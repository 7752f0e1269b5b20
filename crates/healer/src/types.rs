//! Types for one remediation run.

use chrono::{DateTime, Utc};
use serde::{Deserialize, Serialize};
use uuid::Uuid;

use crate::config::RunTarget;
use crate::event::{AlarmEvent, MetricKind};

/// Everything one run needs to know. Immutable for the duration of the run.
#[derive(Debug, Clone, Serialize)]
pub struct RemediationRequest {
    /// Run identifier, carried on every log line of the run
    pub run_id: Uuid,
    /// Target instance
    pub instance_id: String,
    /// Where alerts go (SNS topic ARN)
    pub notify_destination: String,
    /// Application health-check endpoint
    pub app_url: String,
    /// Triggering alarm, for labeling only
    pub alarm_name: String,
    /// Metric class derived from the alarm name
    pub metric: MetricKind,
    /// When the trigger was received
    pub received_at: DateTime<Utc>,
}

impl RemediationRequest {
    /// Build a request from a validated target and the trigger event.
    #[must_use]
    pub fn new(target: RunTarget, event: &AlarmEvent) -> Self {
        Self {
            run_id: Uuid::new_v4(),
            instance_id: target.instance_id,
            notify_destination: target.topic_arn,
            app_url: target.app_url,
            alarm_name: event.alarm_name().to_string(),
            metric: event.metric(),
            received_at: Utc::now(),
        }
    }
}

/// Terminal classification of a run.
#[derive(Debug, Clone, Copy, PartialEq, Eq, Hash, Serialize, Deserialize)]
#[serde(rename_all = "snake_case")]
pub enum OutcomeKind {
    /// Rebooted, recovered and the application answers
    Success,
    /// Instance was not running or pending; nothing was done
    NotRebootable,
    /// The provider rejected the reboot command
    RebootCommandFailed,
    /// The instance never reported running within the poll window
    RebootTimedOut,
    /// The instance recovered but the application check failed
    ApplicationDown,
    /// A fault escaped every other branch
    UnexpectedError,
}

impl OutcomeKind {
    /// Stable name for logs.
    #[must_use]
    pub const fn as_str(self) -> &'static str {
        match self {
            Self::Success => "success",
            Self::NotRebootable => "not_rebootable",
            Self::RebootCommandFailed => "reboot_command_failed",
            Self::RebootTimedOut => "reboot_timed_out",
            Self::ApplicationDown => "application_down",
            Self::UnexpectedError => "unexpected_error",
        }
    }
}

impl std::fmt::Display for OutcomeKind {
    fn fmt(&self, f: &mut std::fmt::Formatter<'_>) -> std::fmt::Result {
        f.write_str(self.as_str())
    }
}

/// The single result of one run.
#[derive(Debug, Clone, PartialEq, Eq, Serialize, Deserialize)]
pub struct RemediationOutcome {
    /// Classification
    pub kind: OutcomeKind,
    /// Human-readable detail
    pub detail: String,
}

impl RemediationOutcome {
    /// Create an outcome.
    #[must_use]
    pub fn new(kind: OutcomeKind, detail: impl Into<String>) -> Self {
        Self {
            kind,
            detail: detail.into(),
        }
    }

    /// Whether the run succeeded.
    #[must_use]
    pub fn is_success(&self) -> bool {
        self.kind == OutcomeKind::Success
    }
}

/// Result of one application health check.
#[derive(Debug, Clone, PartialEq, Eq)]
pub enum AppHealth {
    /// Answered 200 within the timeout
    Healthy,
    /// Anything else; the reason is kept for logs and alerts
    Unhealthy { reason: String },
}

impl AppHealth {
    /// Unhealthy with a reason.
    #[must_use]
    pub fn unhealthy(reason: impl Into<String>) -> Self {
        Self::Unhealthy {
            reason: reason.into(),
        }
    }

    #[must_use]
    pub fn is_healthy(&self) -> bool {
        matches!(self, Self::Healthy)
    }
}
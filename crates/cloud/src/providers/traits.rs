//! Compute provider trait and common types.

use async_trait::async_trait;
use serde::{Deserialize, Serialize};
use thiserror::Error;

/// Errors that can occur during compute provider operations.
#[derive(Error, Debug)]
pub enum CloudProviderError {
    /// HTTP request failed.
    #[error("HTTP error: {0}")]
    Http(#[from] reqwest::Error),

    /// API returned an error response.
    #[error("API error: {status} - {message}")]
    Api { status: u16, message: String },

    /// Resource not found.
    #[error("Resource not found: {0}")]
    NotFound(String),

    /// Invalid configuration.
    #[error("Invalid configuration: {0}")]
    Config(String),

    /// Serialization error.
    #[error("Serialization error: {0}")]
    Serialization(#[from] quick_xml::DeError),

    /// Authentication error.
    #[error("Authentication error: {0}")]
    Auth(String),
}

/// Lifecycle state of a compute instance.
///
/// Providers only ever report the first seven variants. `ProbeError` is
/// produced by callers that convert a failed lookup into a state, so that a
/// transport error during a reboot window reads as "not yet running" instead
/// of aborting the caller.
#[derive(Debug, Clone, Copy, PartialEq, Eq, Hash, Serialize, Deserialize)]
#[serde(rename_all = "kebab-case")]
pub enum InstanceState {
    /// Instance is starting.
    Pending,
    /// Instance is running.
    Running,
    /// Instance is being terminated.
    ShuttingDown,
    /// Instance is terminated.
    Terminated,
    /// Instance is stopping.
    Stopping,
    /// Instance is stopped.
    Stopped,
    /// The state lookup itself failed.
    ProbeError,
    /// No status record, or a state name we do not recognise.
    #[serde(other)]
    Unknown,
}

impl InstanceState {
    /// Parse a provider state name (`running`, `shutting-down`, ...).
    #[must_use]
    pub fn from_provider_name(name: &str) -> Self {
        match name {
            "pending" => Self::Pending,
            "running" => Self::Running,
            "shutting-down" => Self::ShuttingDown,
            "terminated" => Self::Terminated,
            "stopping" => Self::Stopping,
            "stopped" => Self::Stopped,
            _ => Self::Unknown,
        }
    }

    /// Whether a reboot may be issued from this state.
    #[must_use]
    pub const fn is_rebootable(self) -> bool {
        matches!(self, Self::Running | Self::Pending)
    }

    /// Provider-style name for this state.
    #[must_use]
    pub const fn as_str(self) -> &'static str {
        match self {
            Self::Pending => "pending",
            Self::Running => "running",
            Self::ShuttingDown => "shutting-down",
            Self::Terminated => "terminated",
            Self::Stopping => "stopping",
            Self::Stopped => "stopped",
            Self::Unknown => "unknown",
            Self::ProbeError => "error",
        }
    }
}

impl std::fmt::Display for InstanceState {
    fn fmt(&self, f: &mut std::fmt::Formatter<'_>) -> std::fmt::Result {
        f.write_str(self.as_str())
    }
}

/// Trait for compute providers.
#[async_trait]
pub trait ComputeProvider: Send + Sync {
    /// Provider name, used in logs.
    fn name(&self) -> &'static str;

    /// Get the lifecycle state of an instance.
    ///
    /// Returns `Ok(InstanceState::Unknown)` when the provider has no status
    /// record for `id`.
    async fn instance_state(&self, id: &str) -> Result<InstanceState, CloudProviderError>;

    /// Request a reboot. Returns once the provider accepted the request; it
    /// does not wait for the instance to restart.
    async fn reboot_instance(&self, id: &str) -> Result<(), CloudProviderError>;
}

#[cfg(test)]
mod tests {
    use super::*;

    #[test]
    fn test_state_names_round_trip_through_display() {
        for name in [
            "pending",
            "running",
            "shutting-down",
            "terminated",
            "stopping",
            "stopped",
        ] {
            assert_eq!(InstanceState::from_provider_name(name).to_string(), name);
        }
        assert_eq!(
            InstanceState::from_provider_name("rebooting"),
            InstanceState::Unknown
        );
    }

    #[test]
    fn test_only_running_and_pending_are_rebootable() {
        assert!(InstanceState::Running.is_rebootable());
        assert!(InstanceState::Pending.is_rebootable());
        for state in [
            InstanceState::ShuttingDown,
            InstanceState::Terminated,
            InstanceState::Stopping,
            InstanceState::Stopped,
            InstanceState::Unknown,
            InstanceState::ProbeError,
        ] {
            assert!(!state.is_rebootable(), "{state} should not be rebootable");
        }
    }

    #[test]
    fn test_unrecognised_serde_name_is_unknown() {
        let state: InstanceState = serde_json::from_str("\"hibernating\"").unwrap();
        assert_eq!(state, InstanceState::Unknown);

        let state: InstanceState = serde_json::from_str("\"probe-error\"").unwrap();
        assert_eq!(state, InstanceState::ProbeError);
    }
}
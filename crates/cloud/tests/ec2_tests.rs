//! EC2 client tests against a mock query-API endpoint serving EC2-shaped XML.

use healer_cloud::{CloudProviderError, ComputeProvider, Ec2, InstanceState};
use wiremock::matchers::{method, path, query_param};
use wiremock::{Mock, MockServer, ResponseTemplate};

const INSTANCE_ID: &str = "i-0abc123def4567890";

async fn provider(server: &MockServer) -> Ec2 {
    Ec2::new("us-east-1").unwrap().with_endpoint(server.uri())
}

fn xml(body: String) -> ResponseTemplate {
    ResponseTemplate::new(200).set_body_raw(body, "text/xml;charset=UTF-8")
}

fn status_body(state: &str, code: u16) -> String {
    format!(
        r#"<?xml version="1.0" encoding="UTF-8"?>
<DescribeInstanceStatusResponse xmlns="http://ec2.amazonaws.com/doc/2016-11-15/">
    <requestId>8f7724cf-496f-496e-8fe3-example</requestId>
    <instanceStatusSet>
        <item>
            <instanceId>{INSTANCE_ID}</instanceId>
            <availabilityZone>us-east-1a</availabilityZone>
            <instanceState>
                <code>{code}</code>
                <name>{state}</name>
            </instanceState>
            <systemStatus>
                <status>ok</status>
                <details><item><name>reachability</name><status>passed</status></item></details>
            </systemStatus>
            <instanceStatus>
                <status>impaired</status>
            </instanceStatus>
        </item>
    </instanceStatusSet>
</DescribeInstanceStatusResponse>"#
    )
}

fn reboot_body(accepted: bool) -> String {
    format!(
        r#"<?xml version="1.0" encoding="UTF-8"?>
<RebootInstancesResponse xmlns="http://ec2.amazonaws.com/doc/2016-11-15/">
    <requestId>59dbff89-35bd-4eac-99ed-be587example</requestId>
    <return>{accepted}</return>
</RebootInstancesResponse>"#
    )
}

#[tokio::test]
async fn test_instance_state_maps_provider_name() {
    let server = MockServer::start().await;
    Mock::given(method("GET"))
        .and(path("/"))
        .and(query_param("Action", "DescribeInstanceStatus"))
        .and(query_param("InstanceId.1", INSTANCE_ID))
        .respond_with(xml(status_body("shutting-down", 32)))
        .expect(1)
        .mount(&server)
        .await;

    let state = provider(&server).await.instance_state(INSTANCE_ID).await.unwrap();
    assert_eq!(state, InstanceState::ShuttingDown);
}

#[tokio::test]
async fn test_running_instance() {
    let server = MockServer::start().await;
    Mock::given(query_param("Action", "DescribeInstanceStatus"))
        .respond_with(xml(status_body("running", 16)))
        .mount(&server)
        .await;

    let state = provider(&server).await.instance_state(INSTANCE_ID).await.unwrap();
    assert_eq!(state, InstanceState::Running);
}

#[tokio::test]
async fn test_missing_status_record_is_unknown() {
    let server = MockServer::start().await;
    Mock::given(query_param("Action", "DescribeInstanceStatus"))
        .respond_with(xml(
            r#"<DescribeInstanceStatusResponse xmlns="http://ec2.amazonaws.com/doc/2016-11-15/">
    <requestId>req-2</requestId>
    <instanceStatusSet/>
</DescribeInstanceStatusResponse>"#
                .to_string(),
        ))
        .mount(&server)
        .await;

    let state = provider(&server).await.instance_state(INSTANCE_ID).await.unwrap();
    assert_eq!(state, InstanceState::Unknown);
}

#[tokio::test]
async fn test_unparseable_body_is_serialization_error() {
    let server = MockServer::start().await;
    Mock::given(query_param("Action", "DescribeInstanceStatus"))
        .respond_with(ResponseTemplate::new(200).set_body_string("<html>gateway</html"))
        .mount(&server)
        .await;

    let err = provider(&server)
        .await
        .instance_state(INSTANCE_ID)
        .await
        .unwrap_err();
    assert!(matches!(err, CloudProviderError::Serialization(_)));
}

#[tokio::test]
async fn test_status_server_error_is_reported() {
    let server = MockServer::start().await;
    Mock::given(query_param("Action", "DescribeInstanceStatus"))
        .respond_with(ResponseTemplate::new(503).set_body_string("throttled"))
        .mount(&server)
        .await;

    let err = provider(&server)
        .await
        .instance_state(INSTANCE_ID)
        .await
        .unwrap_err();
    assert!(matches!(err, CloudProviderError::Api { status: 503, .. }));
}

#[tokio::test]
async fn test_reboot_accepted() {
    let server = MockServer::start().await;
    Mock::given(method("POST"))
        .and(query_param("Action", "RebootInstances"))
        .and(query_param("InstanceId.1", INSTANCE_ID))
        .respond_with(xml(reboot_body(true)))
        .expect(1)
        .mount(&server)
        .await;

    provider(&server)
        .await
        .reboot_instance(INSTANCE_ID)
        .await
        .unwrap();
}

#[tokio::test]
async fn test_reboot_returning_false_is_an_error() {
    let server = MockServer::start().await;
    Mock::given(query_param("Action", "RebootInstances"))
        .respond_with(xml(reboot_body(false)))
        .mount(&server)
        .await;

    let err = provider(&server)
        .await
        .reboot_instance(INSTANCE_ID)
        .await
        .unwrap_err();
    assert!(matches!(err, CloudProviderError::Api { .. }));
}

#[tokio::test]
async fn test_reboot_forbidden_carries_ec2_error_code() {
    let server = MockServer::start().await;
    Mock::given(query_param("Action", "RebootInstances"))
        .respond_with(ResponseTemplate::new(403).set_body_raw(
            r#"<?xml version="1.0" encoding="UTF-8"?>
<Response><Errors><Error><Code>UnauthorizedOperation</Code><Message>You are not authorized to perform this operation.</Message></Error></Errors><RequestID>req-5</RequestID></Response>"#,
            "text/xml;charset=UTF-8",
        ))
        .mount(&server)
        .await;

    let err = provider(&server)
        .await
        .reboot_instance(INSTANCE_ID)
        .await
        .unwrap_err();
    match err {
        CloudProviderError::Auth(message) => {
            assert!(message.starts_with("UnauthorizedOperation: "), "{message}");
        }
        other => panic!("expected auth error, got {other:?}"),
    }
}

Assignment
Copy out every line in the records where the word "instanceStatusSet" is found.

Problem solution
    <instanceStatusSet>
    </instanceStatusSet>
    <instanceStatusSet/>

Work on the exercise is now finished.